Dalam teks sastra, persoalan Barat dan
Timur juga banyak menyuarakan hal serupa, di mana bangsa Timur cenderung dalam
posisi lebih rendah dari bangsa Barat, misalnya saja dalam cerita pendek karya
pengarang muda Dwicipta berjudul Tuan
Hillario dan Taman Magdalena (selanjutnya THTM) dimuat di Media Indonesia,
13 Mei 2007 dan Tanah Merah
(selalanjutnya TM) dimuat di Kompas, 13 Januari 2008. Dua cerita pendek
tersebut berlatar cerita masa pemerintahan Hindia Belanda. THTM dan TM
sama-sama mengangkat tokoh utama seorang Eropa.
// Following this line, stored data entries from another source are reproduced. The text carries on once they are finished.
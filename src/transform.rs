//! Elementary, shape-preserving pixel transforms.
//!
//! Every transform knows how to apply itself to a [`PixelBuffer`] and how to
//! describe its own inverse as another [`Transform`] value. Swap and Xor are
//! involutions; the others invert into a different parameterization.

use crate::buffer::PixelBuffer;
use crate::error::{PixcryptError, Result};
use crate::permutation::Permutation;
use serde::Serialize;
use std::fmt;

/// Default XOR key when a description omits `key`.
pub const DEFAULT_XOR_KEY: u8 = 123;
/// Default addend when a description omits `value`.
pub const DEFAULT_ADD_VALUE: i16 = 50;
/// Default multiplier when a description omits `factor`.
///
/// Even, so a pipeline relying on it is rejected as non-invertible.
pub const DEFAULT_MULTIPLY_FACTOR: u16 = 2;

/// Channel order applied by [`Transform::Swap`] (RGB <-> BGR).
const SWAP_ORDER: [usize; 3] = [2, 1, 0];

#[derive(Debug, Clone, Copy, PartialEq, Eq, Serialize)]
#[serde(tag = "name", rename_all = "snake_case")]
pub enum Transform {
    /// Reverse the channel order of a 3-channel image.
    Swap,
    /// `s ^ key`
    Xor { key: u8 },
    /// `(s + value) mod 256`; `value` is already normalized into `0..=255`.
    Add { value: u8 },
    /// `(s * factor) mod 256`
    Multiply { factor: u16 },
    /// Reorder rows by `Permutation::generate(seed, height)`.
    ShuffleRows { seed: u64 },
    /// Reorder columns by `Permutation::generate(seed, width)`.
    #[serde(rename = "shuffle_cols")]
    ShuffleColumns { seed: u64 },
    /// Reorder rows by the inverse of `Permutation::generate(seed, height)`.
    UnshuffleRows { seed: u64 },
    /// Reorder columns by the inverse of `Permutation::generate(seed, width)`.
    #[serde(rename = "unshuffle_cols")]
    UnshuffleColumns { seed: u64 },
}

impl Transform {
    /// Additive transform with any signed offset, reduced mod 256.
    pub fn add(value: i16) -> Self {
        Self::Add {
            value: value.rem_euclid(256) as u8,
        }
    }

    /// Short operation name as used in pipeline descriptions.
    pub fn name(&self) -> &'static str {
        match self {
            Self::Swap => "swap",
            Self::Xor { .. } => "xor",
            Self::Add { .. } => "add",
            Self::Multiply { .. } => "multiply",
            Self::ShuffleRows { .. } => "shuffle_rows",
            Self::ShuffleColumns { .. } => "shuffle_cols",
            Self::UnshuffleRows { .. } => "unshuffle_rows",
            Self::UnshuffleColumns { .. } => "unshuffle_cols",
        }
    }

    /// True for transforms that undo themselves.
    pub fn is_involution(&self) -> bool {
        match self {
            Self::Swap | Self::Xor { .. } => true,
            Self::Add { value } => *value == 0 || *value == 128,
            Self::Multiply { factor } => {
                let f = factor % 256;
                f == 1 || f == 255 || f == 127 || f == 129
            }
            _ => false,
        }
    }

    /// Check, without a buffer, that this transform has an inverse.
    pub fn ensure_invertible(&self) -> Result<()> {
        match self {
            Self::Multiply { factor } if factor % 2 == 0 => {
                Err(PixcryptError::NonInvertibleTransform(*factor))
            }
            _ => Ok(()),
        }
    }

    /// The transform whose `forward` undoes this one's `forward`.
    pub fn inverse(&self) -> Result<Transform> {
        Ok(match *self {
            Self::Swap => Self::Swap,
            Self::Xor { key } => Self::Xor { key },
            Self::Add { value } => Self::Add {
                value: value.wrapping_neg(),
            },
            Self::Multiply { factor } => Self::Multiply {
                factor: mod_inverse_256(factor)
                    .ok_or(PixcryptError::NonInvertibleTransform(factor))?,
            },
            Self::ShuffleRows { seed } => Self::UnshuffleRows { seed },
            Self::ShuffleColumns { seed } => Self::UnshuffleColumns { seed },
            Self::UnshuffleRows { seed } => Self::ShuffleRows { seed },
            Self::UnshuffleColumns { seed } => Self::ShuffleColumns { seed },
        })
    }

    /// Apply this transform to `buffer` in place.
    pub fn forward(&self, buffer: &mut PixelBuffer) -> Result<()> {
        match *self {
            Self::Swap => {
                if buffer.channels() != Some(SWAP_ORDER.len()) {
                    return Err(PixcryptError::Shape(format!(
                        "channel swap needs exactly 3 channels, buffer is {}",
                        buffer.shape()
                    )));
                }
                let order = Permutation::from_indices(SWAP_ORDER.to_vec())?;
                buffer.apply_channel_permutation(&order)
            }
            Self::Xor { key } => {
                buffer.apply_elementwise(|s| s ^ key);
                Ok(())
            }
            Self::Add { value } => {
                buffer.apply_elementwise(|s| s.wrapping_add(value));
                Ok(())
            }
            Self::Multiply { factor } => {
                let f = (factor % 256) as u8;
                buffer.apply_elementwise(|s| s.wrapping_mul(f));
                Ok(())
            }
            Self::ShuffleRows { seed } => {
                let perm = Permutation::generate(seed, buffer.height());
                buffer.apply_row_permutation(&perm)
            }
            Self::ShuffleColumns { seed } => {
                let perm = Permutation::generate(seed, buffer.width());
                buffer.apply_column_permutation(&perm)
            }
            Self::UnshuffleRows { seed } => {
                let perm = Permutation::generate(seed, buffer.height()).invert();
                buffer.apply_row_permutation(&perm)
            }
            Self::UnshuffleColumns { seed } => {
                let perm = Permutation::generate(seed, buffer.width()).invert();
                buffer.apply_column_permutation(&perm)
            }
        }
    }
}

/// Multiplicative inverse of `factor` modulo 256 via extended Euclid.
///
/// Returns `None` when `factor` is even, i.e. shares a factor with 256.
pub fn mod_inverse_256(factor: u16) -> Option<u16> {
    const MODULUS: i32 = 256;
    let (mut old_r, mut r) = (i32::from(factor) % MODULUS, MODULUS);
    let (mut old_s, mut s) = (1i32, 0i32);

    while r != 0 {
        let q = old_r / r;
        (old_r, r) = (r, old_r - q * r);
        (old_s, s) = (s, old_s - q * s);
    }

    if old_r != 1 {
        return None;
    }
    Some(old_s.rem_euclid(MODULUS) as u16)
}

impl fmt::Display for Transform {
    fn fmt(&self, f: &mut fmt::Formatter<'_>) -> fmt::Result {
        match self {
            Self::Swap => write!(f, "swap"),
            Self::Xor { key } => write!(f, "xor(key={})", key),
            Self::Add { value } => write!(f, "add(value={})", value),
            Self::Multiply { factor } => write!(f, "multiply(factor={})", factor),
            Self::ShuffleRows { seed }
            | Self::ShuffleColumns { seed }
            | Self::UnshuffleRows { seed }
            | Self::UnshuffleColumns { seed } => write!(f, "{}(seed={})", self.name(), seed),
        }
    }
}

/// Short form `name[:param]`, e.g. `xor:42`, `add:-7`, `shuffle_rows:1234`.
impl std::str::FromStr for Transform {
    type Err = PixcryptError;
    fn from_str(s: &str) -> Result<Self> {
        let (name, param) = match s.split_once(':') {
            Some((name, param)) => (name.trim(), Some(param.trim())),
            None => (s.trim(), None),
        };

        fn parse_param<T: std::str::FromStr>(name: &str, param: &str) -> Result<T> {
            param.parse().map_err(|_| {
                PixcryptError::InvalidPipeline(format!("bad parameter for {}: {}", name, param))
            })
        }

        let name = name.to_lowercase();
        match (name.as_str(), param) {
            ("swap", None) => Ok(Self::Swap),
            ("swap", Some(_)) => Err(PixcryptError::InvalidPipeline(
                "swap takes no parameter".into(),
            )),
            ("xor", p) => Ok(Self::Xor {
                key: p.map(|p| parse_param(&name, p)).transpose()?.unwrap_or(DEFAULT_XOR_KEY),
            }),
            ("add", p) => Ok(Self::add(
                p.map(|p| parse_param(&name, p)).transpose()?.unwrap_or(DEFAULT_ADD_VALUE),
            )),
            ("multiply", p) => Ok(Self::Multiply {
                factor: p
                    .map(|p| parse_param(&name, p))
                    .transpose()?
                    .unwrap_or(DEFAULT_MULTIPLY_FACTOR),
            }),
            ("shuffle_rows", Some(p)) => Ok(Self::ShuffleRows {
                seed: parse_param(&name, p)?,
            }),
            ("shuffle_cols", Some(p)) => Ok(Self::ShuffleColumns {
                seed: parse_param(&name, p)?,
            }),
            ("shuffle_rows", None) | ("shuffle_cols", None) => Err(
                PixcryptError::InvalidPipeline(format!("{} requires a seed", name)),
            ),
            _ => Err(PixcryptError::UnsupportedOperation(format!("operation: {}", s))),
        }
    }
}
Perbedaan dari kedua tokoh ini
terletak pada karakter protagonis dan antagonis. Hillario dalam THTM seorang
yang kikir, kejam, dan culas, sedangkan Kapten Becking dalam TM seorang yang
baik hati, kalau tidak bisa dikatakan berhati ‘Timur’. Dalam kedua cerpen ini
terjadi relasi antara Eropa dan pribumi, di mana digambarkan orang Eropa sangat
berkuasa dan kaya, sementara itu pribumi sebagai pembantu rumah tangga,
pemberontak, manusia kelas rendah. Selain itu, dua cerita pendek ini,
sesungguhnya berbicara tentang kegelisahan seorang Eropa yang berada di tanah
jajahan. Kegelisahan ini menarik dikaji karena berkaitan dengan keberpihakan
dan ketidakberpihakan terhadap pribumi, di luar mereka sebagai penguasa.
Perspektif
Postkolonialisme
Relasi Barat dan Timur merupakan hubungan
kekuatan, dominasi, dan hubungan berbagai derajat hegemoni yang kompleks
(Edward Said, 2001). Selanjutnya postkolonialitas dipaksa untuk menegosiasikan
pelbagai kontradiksi yang muncul dari keterlambatan historisnya yang tak dapat disangkal,
pos-kolonialitasnya, atau derivasi
politis dan kronologis dari kolonialismenya, di satu sisi, dan kewajiban
kulturalnya untuk menjadi kokoh dan inventif secara bermakna di sisi lain. Oleh
sebab itu, peristiwa kedatangannya yang aktual—menuju kemerdekaan—didasarkan
pada kemampuannya untuk membayangkan dan melakukan pemisahan awal yang
menentukan dari masa lalu kolonial secara berhasil (Gandhi, 2007).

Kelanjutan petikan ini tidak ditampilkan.